This is not the first time I have talked about death, the Other Side, and our blueprints for life (nor will it be the last).  But it was interesting today because I had already planned on discussing this, and then when I looked at the card we got, it just gave me that lovely stamp of validation.  I’ve said this before, JulieLand is a place of love and we tolerate all beliefs here.  There is no judgment and there is no hatred.  However, it IS my place, so we go with what is in my heart, and my memories.

             I’ve read a lot about these subjects, studied with folks who have many years of practice in it, and have lived in such a way that I’ve been able to see shit others maybe  have not (or don’t remember they saw anyway).  I know there is something beyond the death of our bodies.  I know this because I remember it.  I know this because I feel it solidly in my soul.  I know it because I have read about and talked with others who know it too.  This is the point we are going to jump off from.  If you do not have these same beliefs, that is perfectly fine. 

            The theory is that we come and go, in bodies, to live our lives here (and some other places).  It’s like school, we arrive to learn our lessons, then we go Home.  Hopefully we have done well, because the ultimate goal is to NOT come back.  Usually we have to come back a lot though.  Before each trip we sit down with our loved ones, our guides, our chosen helpers, and we map out what we want to accomplish this time around.  What we will struggle with and what will be non-issues. (This is another post that I touched on this particular topic, in case you missed it the first time around.  It will open to a separate page so you can go read it and not miss anything.)

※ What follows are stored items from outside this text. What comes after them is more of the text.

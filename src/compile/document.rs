use crate::{
    color::space::Color,
    compile::animation::{ColorCycle, MotionTrack},
    foundation::core::{BezPath, Canvas, Point},
    scene::model::{BlendMode, GradientKind},
};

/// Compiled scene, ready to serialize with [`RenderDocument::to_svg`].
///
/// Everything the markup needs is resolved here: pixel geometry, element ids, filter
/// parameters and animation keyframes. Serialization does no further computation.
#[derive(Clone, Debug, PartialEq)]
pub struct RenderDocument {
    /// Root size.
    pub canvas: Canvas,
    /// Full-canvas fill painted first.
    pub background: Background,
    /// Shapes in paint order.
    pub shapes: Vec<RenderShape>,
    /// Grain painted last.
    pub noise: NoiseOverlay,
}

/// Resolved background fill.
#[derive(Clone, Debug, PartialEq)]
pub enum Background {
    /// Flat color.
    Solid(Color),
    /// Two-stop gradient over the whole canvas.
    Gradient {
        /// Geometry; unknown kinds keep their name and render as a left-to-right linear ramp.
        kind: GradientKind,
        /// Start stop.
        from: Color,
        /// End stop.
        to: Color,
        /// Linear direction in degrees, clockwise from left-to-right.
        angle_degrees: f64,
    },
}

/// One compiled shape.
#[derive(Clone, Debug, PartialEq)]
pub struct RenderShape {
    /// Element id; markup-safe and unique within the document.
    pub key: String,
    /// Pixel geometry.
    pub geometry: ShapeGeometry,
    /// Solid fill.
    pub fill: Color,
    /// Opacity in `[0, 1]`.
    pub opacity: f64,
    /// Gaussian standard deviation in pixels, when blurred.
    pub blur: Option<f64>,
    /// Compositing mode, passed through as written.
    pub blend: BlendMode,
    /// Looping transform animation.
    pub motion: Option<MotionTrack>,
    /// Looping fill animation.
    pub color_cycle: Option<ColorCycle>,
}

impl RenderShape {
    /// Id of the shape's blur filter, when it has one.
    pub fn filter_id(&self) -> Option<String> {
        self.blur.map(|_| format!("blur-{}", self.key))
    }
}

/// Compiled shape geometry.
#[derive(Clone, Debug, PartialEq)]
pub enum ShapeGeometry {
    /// Blob outline in canvas pixels.
    Path(BezPath),
    /// Circle primitive.
    Circle {
        /// Center in pixels.
        center: Point,
        /// Radius in pixels.
        radius: f64,
    },
}

/// Full-canvas grain composited over everything with an overlay blend.
#[derive(Clone, Debug, PartialEq)]
pub struct NoiseOverlay {
    /// Turbulence base frequency.
    pub base_frequency: f64,
    /// Turbulence octaves.
    pub octaves: u32,
    /// Overlay opacity in `[0, 1]`.
    pub opacity: f64,
    /// Seed loop duration in seconds, when the grain shimmers.
    pub shimmer_s: Option<f64>,
}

            So we get here, with our chart all mapped out.  We have a plan in mind, and we have help executing this plan.  We also have what are called “Exit Points” sketched in.  These are the places where this particular life could come to an end, depending on how our lessons are going.  I think Sylvia says there are like five or seven of these.  Now, this whole “blue print” of our lives is WAY more complicated than we can even begin to imagine from where we sit, here with our Earthly brains and bodies. 

           There are so many more factors involved, not to mention opportunities and people.  But the basic concept is that we have general points me need to meet, interactions we need to become involved in, and relationships we need to be a part of.  Our Exit Points come up, we subconsciously see them, and either elect to take that “out” or pass it up, taking another one down the line.  Here’s where it can get sticky.  Suicide is NEVER on the menu as an Exit Point.  It just never is.  And yet, it happens.  People choose it.

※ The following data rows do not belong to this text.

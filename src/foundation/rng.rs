/// Upper bound (exclusive) for string-derived seeds.
pub const STRING_SEED_MODULUS: u32 = 2_147_483_647;

/// Deterministic pseudo-random source (mulberry32).
///
/// Two instances built from the same seed and advanced the same number of times produce
/// identical sequences. The whole generation pipeline threads one instance explicitly; nothing
/// in the crate reads a global random source.
#[derive(Clone, Copy, Debug, PartialEq, Eq)]
pub struct SeededRandom {
    state: u32,
}

impl SeededRandom {
    /// Create a source from a 32-bit seed.
    pub fn new(seed: u32) -> Self {
        Self { state: seed }
    }

    /// Create a source from a string seed (see [`seed_from_str`]).
    pub fn from_str_seed(seed: &str) -> Self {
        Self::new(seed_from_str(seed))
    }

    /// Next raw 32-bit output.
    pub fn next_u32(&mut self) -> u32 {
        self.state = self.state.wrapping_add(0x6D2B_79F5);
        let mut t = self.state;
        t = (t ^ (t >> 15)).wrapping_mul(t | 1);
        t ^= t.wrapping_add((t ^ (t >> 7)).wrapping_mul(t | 61));
        t ^ (t >> 14)
    }

    /// Next float in `[0, 1)`.
    #[allow(clippy::should_implement_trait)]
    pub fn next(&mut self) -> f64 {
        f64::from(self.next_u32()) / 4_294_967_296.0
    }

    /// Uniform float in `[min, max)`.
    pub fn range(&mut self, min: f64, max: f64) -> f64 {
        min + self.next() * (max - min)
    }

    /// Uniform integer in `[min, max]` (inclusive). Returns `min` when `max < min`.
    pub fn int_range(&mut self, min: u32, max: u32) -> u32 {
        if max <= min {
            return min;
        }
        let span = f64::from(max - min) + 1.0;
        // next() < 1 so the floor never reaches span.
        min + (self.next() * span).floor() as u32
    }

    /// `true` with probability `p`.
    pub fn chance(&mut self, p: f64) -> bool {
        self.next() < p
    }

    /// Pick one element uniformly. Returns `None` for an empty slice.
    pub fn pick<'a, T>(&mut self, items: &'a [T]) -> Option<&'a T> {
        if items.is_empty() {
            return None;
        }
        let idx = self.int_range(0, (items.len() - 1) as u32) as usize;
        items.get(idx)
    }
}

/// Reduce a string to a seed by summing its UTF-16 code units modulo
/// [`STRING_SEED_MODULUS`].
///
/// The reduction is lossy: anagrams and other strings with equal code-unit sums collide.
pub fn seed_from_str(s: &str) -> u32 {
    s.encode_utf16()
        .fold(0u32, |acc, unit| (acc + u32::from(unit)) % STRING_SEED_MODULUS)
}

#[cfg(test)]
#[path = "../../tests/unit/foundation/rng.rs"]
mod tests;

             That’s the free will aspect of our mapped out plan.  Unfortunately when that choice is made it really throws off the blue print.  Since it’s not an Exit Point we have designated, it tosses the soul off its track, pulls the soul from its journey before it can complete the life an individual needs to live.  I had a dear friend who did this.  And I beat my damn self up over it for years.  I was convinced that I could have saved him from this.  That was incorrect.

            Hardly anyone can stop this from happening.  It is one of the only times when a person is making decisions alone.  Often it is an imbalance of chemicals in the brain that drives this movement, as though the brain has become severed from the soul, the malfunctioning body has taken over.  It becomes a very ego-centered and selfish movement.  It is not a spiritual choice, because once a person has gotten to this point, they are no longer in touch with their guides, helpers, and loved ones that have worked so hard to assist with staying on the path.  It is the most extreme example of fear based reactions. 

           When a person gets to that level, of fear and desperation, all the love that could have helped them has already been disregarded.  They have stopped being connected with their higher selves.  They have turned off the radio and yanked the plug from the wall.  It is not that their chart was so overloaded with shit that they couldn’t handle it, it is that they have stepped away from their support system and have shoved the blueprint out the window.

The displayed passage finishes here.